## Exercise:
Only the lines that contain the string "deleted" belong in the answer; pull them from the records.

## Data supplied:

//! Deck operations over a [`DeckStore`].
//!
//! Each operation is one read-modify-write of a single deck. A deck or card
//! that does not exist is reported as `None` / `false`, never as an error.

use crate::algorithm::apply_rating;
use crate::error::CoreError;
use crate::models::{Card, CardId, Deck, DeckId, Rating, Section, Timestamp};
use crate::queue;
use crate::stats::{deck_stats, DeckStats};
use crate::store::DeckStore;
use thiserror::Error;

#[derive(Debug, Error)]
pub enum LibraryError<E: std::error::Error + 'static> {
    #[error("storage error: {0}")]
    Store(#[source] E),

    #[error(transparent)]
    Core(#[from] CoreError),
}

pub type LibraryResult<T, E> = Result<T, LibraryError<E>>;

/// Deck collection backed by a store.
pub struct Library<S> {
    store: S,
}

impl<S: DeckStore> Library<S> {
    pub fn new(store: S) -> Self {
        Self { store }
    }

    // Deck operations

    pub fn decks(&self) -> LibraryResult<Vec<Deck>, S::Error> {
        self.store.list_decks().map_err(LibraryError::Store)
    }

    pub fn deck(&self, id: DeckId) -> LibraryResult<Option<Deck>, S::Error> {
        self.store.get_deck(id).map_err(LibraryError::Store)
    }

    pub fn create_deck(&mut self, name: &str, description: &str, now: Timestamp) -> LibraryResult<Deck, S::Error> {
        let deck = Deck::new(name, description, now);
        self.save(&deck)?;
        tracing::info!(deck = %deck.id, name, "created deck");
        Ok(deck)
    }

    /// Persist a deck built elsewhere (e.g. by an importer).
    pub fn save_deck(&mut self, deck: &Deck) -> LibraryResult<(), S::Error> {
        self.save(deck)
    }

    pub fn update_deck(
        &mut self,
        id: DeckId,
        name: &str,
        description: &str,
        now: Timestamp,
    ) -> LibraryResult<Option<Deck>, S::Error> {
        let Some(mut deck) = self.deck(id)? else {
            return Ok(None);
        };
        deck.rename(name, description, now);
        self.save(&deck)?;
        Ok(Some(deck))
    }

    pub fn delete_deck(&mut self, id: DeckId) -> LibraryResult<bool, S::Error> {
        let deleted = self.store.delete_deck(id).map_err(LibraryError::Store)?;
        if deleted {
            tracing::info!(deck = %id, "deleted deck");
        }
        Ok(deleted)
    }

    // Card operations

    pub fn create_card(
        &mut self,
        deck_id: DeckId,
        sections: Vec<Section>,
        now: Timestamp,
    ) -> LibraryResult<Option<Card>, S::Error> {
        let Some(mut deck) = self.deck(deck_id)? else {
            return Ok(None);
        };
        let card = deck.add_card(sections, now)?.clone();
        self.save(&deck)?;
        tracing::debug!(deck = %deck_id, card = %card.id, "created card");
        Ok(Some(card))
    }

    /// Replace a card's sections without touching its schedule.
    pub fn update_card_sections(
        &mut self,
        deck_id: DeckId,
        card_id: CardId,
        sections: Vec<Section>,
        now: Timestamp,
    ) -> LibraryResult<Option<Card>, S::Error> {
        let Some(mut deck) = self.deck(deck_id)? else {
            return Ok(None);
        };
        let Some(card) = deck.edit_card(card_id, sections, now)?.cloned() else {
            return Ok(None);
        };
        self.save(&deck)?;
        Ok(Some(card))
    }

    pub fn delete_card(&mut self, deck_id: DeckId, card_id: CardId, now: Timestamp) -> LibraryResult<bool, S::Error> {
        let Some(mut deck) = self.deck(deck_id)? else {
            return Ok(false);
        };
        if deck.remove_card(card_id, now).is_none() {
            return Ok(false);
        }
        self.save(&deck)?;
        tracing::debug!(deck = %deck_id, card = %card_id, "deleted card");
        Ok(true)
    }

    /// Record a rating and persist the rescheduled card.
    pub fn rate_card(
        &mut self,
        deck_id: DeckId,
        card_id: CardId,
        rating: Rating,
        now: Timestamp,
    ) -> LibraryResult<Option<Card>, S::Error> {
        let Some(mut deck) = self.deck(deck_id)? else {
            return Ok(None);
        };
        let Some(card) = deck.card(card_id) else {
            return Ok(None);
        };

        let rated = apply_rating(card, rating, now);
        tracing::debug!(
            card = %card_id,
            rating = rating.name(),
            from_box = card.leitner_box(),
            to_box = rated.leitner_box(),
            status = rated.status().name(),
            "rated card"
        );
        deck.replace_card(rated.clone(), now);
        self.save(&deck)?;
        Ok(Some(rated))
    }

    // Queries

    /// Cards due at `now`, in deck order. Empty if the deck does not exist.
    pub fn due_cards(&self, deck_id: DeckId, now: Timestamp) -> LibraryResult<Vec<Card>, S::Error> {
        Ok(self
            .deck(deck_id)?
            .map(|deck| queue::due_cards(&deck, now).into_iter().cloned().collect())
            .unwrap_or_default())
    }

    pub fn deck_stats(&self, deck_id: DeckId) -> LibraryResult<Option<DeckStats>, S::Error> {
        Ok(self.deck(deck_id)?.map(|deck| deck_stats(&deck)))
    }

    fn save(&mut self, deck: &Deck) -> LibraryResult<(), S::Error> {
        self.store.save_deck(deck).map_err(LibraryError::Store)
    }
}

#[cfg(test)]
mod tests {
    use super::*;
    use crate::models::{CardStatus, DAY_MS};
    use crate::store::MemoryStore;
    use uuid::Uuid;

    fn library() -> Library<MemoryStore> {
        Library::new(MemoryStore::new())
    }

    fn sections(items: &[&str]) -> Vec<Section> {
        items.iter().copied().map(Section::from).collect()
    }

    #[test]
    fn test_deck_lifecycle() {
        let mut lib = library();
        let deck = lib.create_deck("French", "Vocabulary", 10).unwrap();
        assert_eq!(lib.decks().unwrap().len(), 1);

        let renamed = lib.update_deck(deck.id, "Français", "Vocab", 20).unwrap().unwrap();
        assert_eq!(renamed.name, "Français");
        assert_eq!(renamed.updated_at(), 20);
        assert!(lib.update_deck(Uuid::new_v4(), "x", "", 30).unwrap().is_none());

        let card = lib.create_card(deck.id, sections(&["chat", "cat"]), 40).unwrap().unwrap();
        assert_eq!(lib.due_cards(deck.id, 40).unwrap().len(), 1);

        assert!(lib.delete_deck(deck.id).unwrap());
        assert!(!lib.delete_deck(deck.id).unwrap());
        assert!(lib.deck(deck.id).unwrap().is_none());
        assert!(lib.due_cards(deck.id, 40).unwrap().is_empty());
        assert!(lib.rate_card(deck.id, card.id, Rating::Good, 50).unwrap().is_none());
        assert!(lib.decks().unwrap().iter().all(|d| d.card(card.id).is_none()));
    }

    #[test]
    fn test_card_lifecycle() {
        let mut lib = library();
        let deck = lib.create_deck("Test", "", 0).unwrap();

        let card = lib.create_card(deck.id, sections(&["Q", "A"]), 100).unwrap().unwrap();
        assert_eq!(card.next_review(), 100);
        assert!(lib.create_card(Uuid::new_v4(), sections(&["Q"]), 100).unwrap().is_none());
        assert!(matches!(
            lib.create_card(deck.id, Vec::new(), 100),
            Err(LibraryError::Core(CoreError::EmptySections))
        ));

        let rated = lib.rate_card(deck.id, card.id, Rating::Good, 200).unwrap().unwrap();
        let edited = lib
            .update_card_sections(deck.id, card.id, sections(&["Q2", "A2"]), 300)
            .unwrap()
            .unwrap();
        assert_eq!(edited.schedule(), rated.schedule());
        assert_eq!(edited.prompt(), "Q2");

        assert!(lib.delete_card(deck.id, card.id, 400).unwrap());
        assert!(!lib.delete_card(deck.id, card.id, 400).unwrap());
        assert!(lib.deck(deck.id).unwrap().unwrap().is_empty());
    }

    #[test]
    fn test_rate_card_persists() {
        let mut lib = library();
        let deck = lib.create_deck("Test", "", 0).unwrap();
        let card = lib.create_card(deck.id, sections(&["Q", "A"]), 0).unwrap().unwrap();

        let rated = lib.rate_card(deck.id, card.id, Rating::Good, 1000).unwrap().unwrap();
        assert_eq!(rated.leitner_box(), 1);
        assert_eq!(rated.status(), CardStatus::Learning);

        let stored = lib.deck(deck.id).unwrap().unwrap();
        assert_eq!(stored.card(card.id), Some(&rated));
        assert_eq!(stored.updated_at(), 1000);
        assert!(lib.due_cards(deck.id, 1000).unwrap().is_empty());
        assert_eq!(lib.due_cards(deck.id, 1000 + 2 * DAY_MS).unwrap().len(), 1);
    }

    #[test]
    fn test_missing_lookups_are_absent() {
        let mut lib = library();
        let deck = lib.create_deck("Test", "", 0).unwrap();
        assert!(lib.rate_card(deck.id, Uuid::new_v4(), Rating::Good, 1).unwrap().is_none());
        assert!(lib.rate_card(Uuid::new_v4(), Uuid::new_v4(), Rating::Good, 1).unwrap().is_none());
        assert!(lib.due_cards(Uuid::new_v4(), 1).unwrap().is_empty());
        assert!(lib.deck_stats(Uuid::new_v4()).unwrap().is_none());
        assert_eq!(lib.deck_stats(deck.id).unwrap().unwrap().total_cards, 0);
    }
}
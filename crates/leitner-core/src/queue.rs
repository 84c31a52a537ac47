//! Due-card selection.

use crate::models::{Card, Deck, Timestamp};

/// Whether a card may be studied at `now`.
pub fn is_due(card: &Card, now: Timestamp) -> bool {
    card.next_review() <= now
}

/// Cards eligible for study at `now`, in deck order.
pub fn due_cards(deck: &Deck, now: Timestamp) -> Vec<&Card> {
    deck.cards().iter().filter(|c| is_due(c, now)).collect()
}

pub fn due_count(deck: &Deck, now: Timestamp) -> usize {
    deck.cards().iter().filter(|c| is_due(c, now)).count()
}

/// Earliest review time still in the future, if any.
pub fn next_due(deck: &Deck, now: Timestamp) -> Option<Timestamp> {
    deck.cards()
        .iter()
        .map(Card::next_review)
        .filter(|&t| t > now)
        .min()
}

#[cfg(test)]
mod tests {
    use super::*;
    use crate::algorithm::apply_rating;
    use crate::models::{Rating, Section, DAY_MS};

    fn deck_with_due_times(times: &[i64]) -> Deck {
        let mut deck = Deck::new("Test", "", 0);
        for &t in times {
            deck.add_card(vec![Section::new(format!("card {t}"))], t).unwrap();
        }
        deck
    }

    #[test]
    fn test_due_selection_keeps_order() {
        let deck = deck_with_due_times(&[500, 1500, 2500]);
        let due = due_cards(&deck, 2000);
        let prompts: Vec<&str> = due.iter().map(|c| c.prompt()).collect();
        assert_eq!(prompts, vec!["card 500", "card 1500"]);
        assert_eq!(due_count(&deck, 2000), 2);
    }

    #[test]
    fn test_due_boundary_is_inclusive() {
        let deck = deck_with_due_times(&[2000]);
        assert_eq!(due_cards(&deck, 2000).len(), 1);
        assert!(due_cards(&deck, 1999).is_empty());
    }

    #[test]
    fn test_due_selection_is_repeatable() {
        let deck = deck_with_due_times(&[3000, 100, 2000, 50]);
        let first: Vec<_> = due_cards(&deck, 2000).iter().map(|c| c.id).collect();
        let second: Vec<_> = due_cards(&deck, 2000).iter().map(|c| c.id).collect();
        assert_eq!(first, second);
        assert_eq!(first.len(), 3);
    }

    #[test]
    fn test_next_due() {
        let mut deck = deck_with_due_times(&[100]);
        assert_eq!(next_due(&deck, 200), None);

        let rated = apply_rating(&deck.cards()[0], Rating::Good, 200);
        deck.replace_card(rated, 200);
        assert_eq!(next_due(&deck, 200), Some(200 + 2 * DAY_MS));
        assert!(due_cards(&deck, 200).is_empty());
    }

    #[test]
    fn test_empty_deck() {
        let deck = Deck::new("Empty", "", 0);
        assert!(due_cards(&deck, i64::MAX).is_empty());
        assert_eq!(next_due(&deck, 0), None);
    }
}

## Worked solution:
        let deleted = self.store.delete_deck(id).map_err(LibraryError::Store)?;
        if deleted {
            tracing::info!(deck = %id, "deleted deck");
        Ok(deleted)
        tracing::debug!(deck = %deck_id, card = %card_id, "deleted card");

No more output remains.